アラン・レネ的手法で描かれた「自由」
吉田喜重『エロス+虐殺』
大杉栄が実践していた、あらゆる所有権の放棄(それは婚姻にも及び、大杉は一夫一婦制を否定していた。なので、正妻1、愛人2がいるという状態であった)が招いた殺人未遂事件がベイスにはなってますが、全くのフィクションであります。
が、この殺人未遂事件を起こした元愛人の神近市子(戦後は社会党の衆院議員だった。

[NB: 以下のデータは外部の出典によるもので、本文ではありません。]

//! # Blob Backend
//!
//! The storage engine that physically holds artifact payloads. It is free
//! to reclaim entries on its own (TTL expiry, capacity eviction) and reports
//! every reclamation as a [`ReclamationEvent`] on a channel handed out once
//! by [`BlobBackend::subscribe`]. The [`EvictionReconciler`] is the only
//! intended subscriber.
//!
//! [`MemoryBackend`] is the production implementation: a `moka` cache
//! weighted by payload bytes with per-entry TTL.
//!
//! [`EvictionReconciler`]: crate::reconciler::EvictionReconciler

use std::fmt;
use std::sync::Arc;
use std::time::{Duration, Instant};

use bytes::Bytes;
use moka::notification::RemovalCause;
use moka::sync::Cache;
use moka::Expiry;
use parking_lot::Mutex;
use tokio::sync::mpsc::{self, UnboundedReceiver, UnboundedSender};

use crate::error::BackendError;
use crate::id::ArtifactId;

/// Default backend capacity: 1 GiB of payload bytes.
pub const DEFAULT_CAPACITY_BYTES: u64 = 1 << 30;

/// Why the backend dropped an entry.
#[derive(Debug, Clone, Copy, PartialEq, Eq, Hash)]
pub enum ReclamationKind {
    /// TTL elapsed.
    Expired,
    /// Removed to make room.
    Evicted,
    /// Explicitly removed.
    Removed,
    /// Storage torn down (node shutdown, cache destroyed).
    Destroyed,
    /// Value overwritten under the same id. The artifact is still live.
    Replaced,
}

impl ReclamationKind {
    /// Upper-case event name used in logs and metric names.
    pub fn as_str(&self) -> &'static str {
        match self {
            Self::Expired => "EXPIRED",
            Self::Evicted => "EVICTED",
            Self::Removed => "REMOVED",
            Self::Destroyed => "DESTROYED",
            Self::Replaced => "REPLACED",
        }
    }

    /// Whether the artifact is gone after this event.
    pub fn reclaims(&self) -> bool {
        !matches!(self, Self::Replaced)
    }
}

impl fmt::Display for ReclamationKind {
    fn fmt(&self, f: &mut fmt::Formatter<'_>) -> fmt::Result {
        f.write_str(self.as_str())
    }
}

impl From<RemovalCause> for ReclamationKind {
    fn from(cause: RemovalCause) -> Self {
        match cause {
            RemovalCause::Expired => Self::Expired,
            RemovalCause::Explicit => Self::Removed,
            RemovalCause::Replaced => Self::Replaced,
            RemovalCause::Size => Self::Evicted,
        }
    }
}

/// Notification that the backend no longer holds an artifact.
///
/// Delivery is at-least-once; consumers must be idempotent.
#[derive(Debug, Clone, Copy, PartialEq, Eq)]
pub struct ReclamationEvent {
    /// The reclaimed artifact.
    pub id: ArtifactId,
    /// What caused it.
    pub kind: ReclamationKind,
}

/// Receiving half of a backend's reclamation channel.
pub type ReclamationStream = UnboundedReceiver<ReclamationEvent>;

/// Result of a backend health probe.
#[derive(Debug, Clone, PartialEq, Eq)]
pub enum HealthStatus {
    /// Serving normally.
    Healthy,
    /// Reachable but not fit to serve, with a reason.
    Unhealthy(String),
}

impl HealthStatus {
    /// Whether the backend can serve requests.
    pub fn is_healthy(&self) -> bool {
        matches!(self, Self::Healthy)
    }
}

/// A payload as handed to the backend.
#[derive(Debug, Clone)]
pub struct Blob {
    /// Raw artifact bytes.
    pub payload: Bytes,
    /// Time to live; `None` keeps the entry until evicted.
    pub ttl: Option<Duration>,
}

/// Key/value storage for artifact payloads with reclamation events.
///
/// Implementations must be safe to call from many request tasks at once
/// and must never block on the reclamation channel.
pub trait BlobBackend: Send + Sync + 'static {
    /// Store a blob under a fresh id.
    fn insert(&self, id: ArtifactId, blob: Blob) -> Result<(), BackendError>;

    /// Fetch a payload. `Ok(None)` means the id is not live.
    fn get(&self, id: ArtifactId) -> Result<Option<Bytes>, BackendError>;

    /// Whether the id is live, without touching the payload.
    fn contains(&self, id: ArtifactId) -> Result<bool, BackendError>;

    /// Drop a blob. Dropping an absent id is a no-op.
    fn discard(&self, id: ArtifactId) -> Result<(), BackendError>;

    /// Probe the backend.
    fn health(&self) -> HealthStatus;

    /// Hand out the reclamation channel. Returns `None` once it has been taken.
    fn subscribe(&self) -> Option<ReclamationStream>;
}

struct BlobExpiry;

impl Expiry<ArtifactId, Blob> for BlobExpiry {
    fn expire_after_create(
        &self,
        _key: &ArtifactId,
        value: &Blob,
        _created_at: Instant,
    ) -> Option<Duration> {
        value.ttl
    }
}

/// In-process backend on top of `moka`.
///
/// Capacity is measured in payload bytes. Payloads larger than `u32::MAX`
/// bytes weigh `u32::MAX`.
pub struct MemoryBackend {
    blobs: Cache<ArtifactId, Blob>,
    events: Mutex<Option<ReclamationStream>>,
    capacity_bytes: u64,
}

impl MemoryBackend {
    /// Build a backend holding at most `capacity_bytes` of payload.
    pub fn new(capacity_bytes: u64) -> Self {
        let (tx, rx) = mpsc::unbounded_channel();
        let blobs = Cache::builder()
            .max_capacity(capacity_bytes)
            .weigher(|_id: &ArtifactId, blob: &Blob| -> u32 {
                u32::try_from(blob.payload.len()).unwrap_or(u32::MAX)
            })
            .expire_after(BlobExpiry)
            .eviction_listener(Self::listener(tx))
            .build();

        Self {
            blobs,
            events: Mutex::new(Some(rx)),
            capacity_bytes,
        }
    }

    fn listener(
        tx: UnboundedSender<ReclamationEvent>,
    ) -> impl Fn(Arc<ArtifactId>, Blob, RemovalCause) + Send + Sync + 'static {
        move |id, _blob, cause| {
            let event = ReclamationEvent {
                id: *id,
                kind: cause.into(),
            };
            if tx.send(event).is_err() {
                tracing::debug!(id = %event.id, kind = %event.kind, "reclamation event dropped: no subscriber");
            }
        }
    }

    /// Configured capacity in bytes.
    pub fn capacity_bytes(&self) -> u64 {
        self.capacity_bytes
    }

    /// Number of blobs currently held (approximate until pending work runs).
    pub fn entry_count(&self) -> u64 {
        self.blobs.entry_count()
    }

    /// Run pending expiry and eviction work now, delivering its events.
    pub fn run_pending_tasks(&self) {
        self.blobs.run_pending_tasks();
    }
}

impl Default for MemoryBackend {
    fn default() -> Self {
        Self::new(DEFAULT_CAPACITY_BYTES)
    }
}

impl fmt::Debug for MemoryBackend {
    fn fmt(&self, f: &mut fmt::Formatter<'_>) -> fmt::Result {
        f.debug_struct("MemoryBackend")
            .field("capacity_bytes", &self.capacity_bytes)
            .field("entry_count", &self.blobs.entry_count())
            .finish()
    }
}

impl BlobBackend for MemoryBackend {
    fn insert(&self, id: ArtifactId, blob: Blob) -> Result<(), BackendError> {
        self.blobs.insert(id, blob);
        Ok(())
    }

    fn get(&self, id: ArtifactId) -> Result<Option<Bytes>, BackendError> {
        Ok(self.blobs.get(&id).map(|blob| blob.payload))
    }

    fn contains(&self, id: ArtifactId) -> Result<bool, BackendError> {
        Ok(self.blobs.contains_key(&id))
    }

    fn discard(&self, id: ArtifactId) -> Result<(), BackendError> {
        self.blobs.invalidate(&id);
        Ok(())
    }

    fn health(&self) -> HealthStatus {
        HealthStatus::Healthy
    }

    fn subscribe(&self) -> Option<ReclamationStream> {
        self.events.lock().take()
    }
}

#[cfg(test)]
mod tests {
    use super::*;

    fn blob(len: usize, ttl: Option<Duration>) -> Blob {
        Blob {
            payload: Bytes::from(vec![0xAB; len]),
            ttl,
        }
    }

    fn drain(rx: &mut ReclamationStream) -> Vec<ReclamationEvent> {
        let mut out = Vec::new();
        while let Ok(event) = rx.try_recv() {
            out.push(event);
        }
        out
    }

    #[test]
    fn insert_get_discard() {
        let backend = MemoryBackend::new(1024);
        let id = ArtifactId::new(1);
        backend.insert(id, blob(10, None)).unwrap();

        assert!(backend.contains(id).unwrap());
        assert_eq!(backend.get(id).unwrap().unwrap().len(), 10);

        backend.discard(id).unwrap();
        assert!(!backend.contains(id).unwrap());
        assert!(backend.get(id).unwrap().is_none());
    }

    #[test]
    fn discarding_absent_id_is_noop() {
        let backend = MemoryBackend::new(1024);
        backend.discard(ArtifactId::new(99)).unwrap();
    }

    #[test]
    fn subscribe_hands_out_channel_once() {
        let backend = MemoryBackend::default();
        assert!(backend.subscribe().is_some());
        assert!(backend.subscribe().is_none());
    }

    #[test]
    fn explicit_discard_reports_removed() {
        let backend = MemoryBackend::new(1024);
        let mut rx = backend.subscribe().unwrap();
        let id = ArtifactId::new(3);
        backend.insert(id, blob(8, None)).unwrap();
        backend.discard(id).unwrap();
        backend.run_pending_tasks();

        let events = drain(&mut rx);
        assert!(
            events.contains(&ReclamationEvent {
                id,
                kind: ReclamationKind::Removed
            }),
            "events: {events:?}"
        );
    }

    #[test]
    fn ttl_expiry_reports_expired() {
        let backend = MemoryBackend::new(1024);
        let mut rx = backend.subscribe().unwrap();
        let id = ArtifactId::new(4);
        backend
            .insert(id, blob(8, Some(Duration::from_millis(20))))
            .unwrap();

        std::thread::sleep(Duration::from_millis(80));
        assert!(backend.get(id).unwrap().is_none());
        backend.run_pending_tasks();

        let events = drain(&mut rx);
        assert!(
            events
                .iter()
                .any(|e| e.id == id && e.kind == ReclamationKind::Expired),
            "events: {events:?}"
        );
    }

    #[test]
    fn capacity_pressure_reports_evicted() {
        let backend = MemoryBackend::new(100);
        let mut rx = backend.subscribe().unwrap();
        for raw in 1..=5 {
            backend.insert(ArtifactId::new(raw), blob(60, None)).unwrap();
            backend.run_pending_tasks();
        }

        let events = drain(&mut rx);
        assert!(
            events.iter().any(|e| e.kind == ReclamationKind::Evicted),
            "events: {events:?}"
        );
        assert!(backend.entry_count() <= 1);
    }

    #[test]
    fn removal_causes_map_to_kinds() {
        assert_eq!(ReclamationKind::from(RemovalCause::Expired), ReclamationKind::Expired);
        assert_eq!(ReclamationKind::from(RemovalCause::Size), ReclamationKind::Evicted);
        assert_eq!(ReclamationKind::from(RemovalCause::Explicit), ReclamationKind::Removed);
        assert_eq!(ReclamationKind::from(RemovalCause::Replaced), ReclamationKind::Replaced);
        assert!(!ReclamationKind::Replaced.reclaims());
        assert!(ReclamationKind::Destroyed.reclaims());
    }
}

映画公開の頃に政界を引退)からのクレームと、ATGから「長すぎる」と言われてしまい、やむなく大幅にカットして上映したが(ノーカット版はフランスで飲み公開)、現在は、ほぼオリジナルに近いバージョンを見ることができる。
『愛のコリーダ』は今でも日本ではオリジナル版を見ることはできないので、これは大変よいことですね。
1960年代の「政治の季節」の終焉と大正初期の社会主義運動の凪の時代をシンクロさせつつ進むストーリーは、相当観念的ではあるけども、敢えて白っぽく画面を飛ばしてしまった白黒の画像がもたらす、ザラザラとした質感の画面と白日夢のような情感は、これまでの日本映画には明らかに見られなかったもの。
3時間半に及ぶ長大なストーリーは、登場人物が時々発する言葉、すなわち、『近代思想』の発行や平塚らいてう『青鞜』を伊藤野枝が引き継ぐ、大杉栄が内相後藤新平に300円借りたエピソードから推測するに、大正3〜5年の出来事(そして、大杉、伊藤、大杉の甥が甘粕正彦らに虐殺されるところがラストとなる)を中心に物語は進んでいる事がわかるが、何も知らずに見ていると、時間軸がマヒしているようで、それは場所すら一体どこでの出来事なのか定かにならないような、恰も、白日夢を見ているような感覚にとらわれる。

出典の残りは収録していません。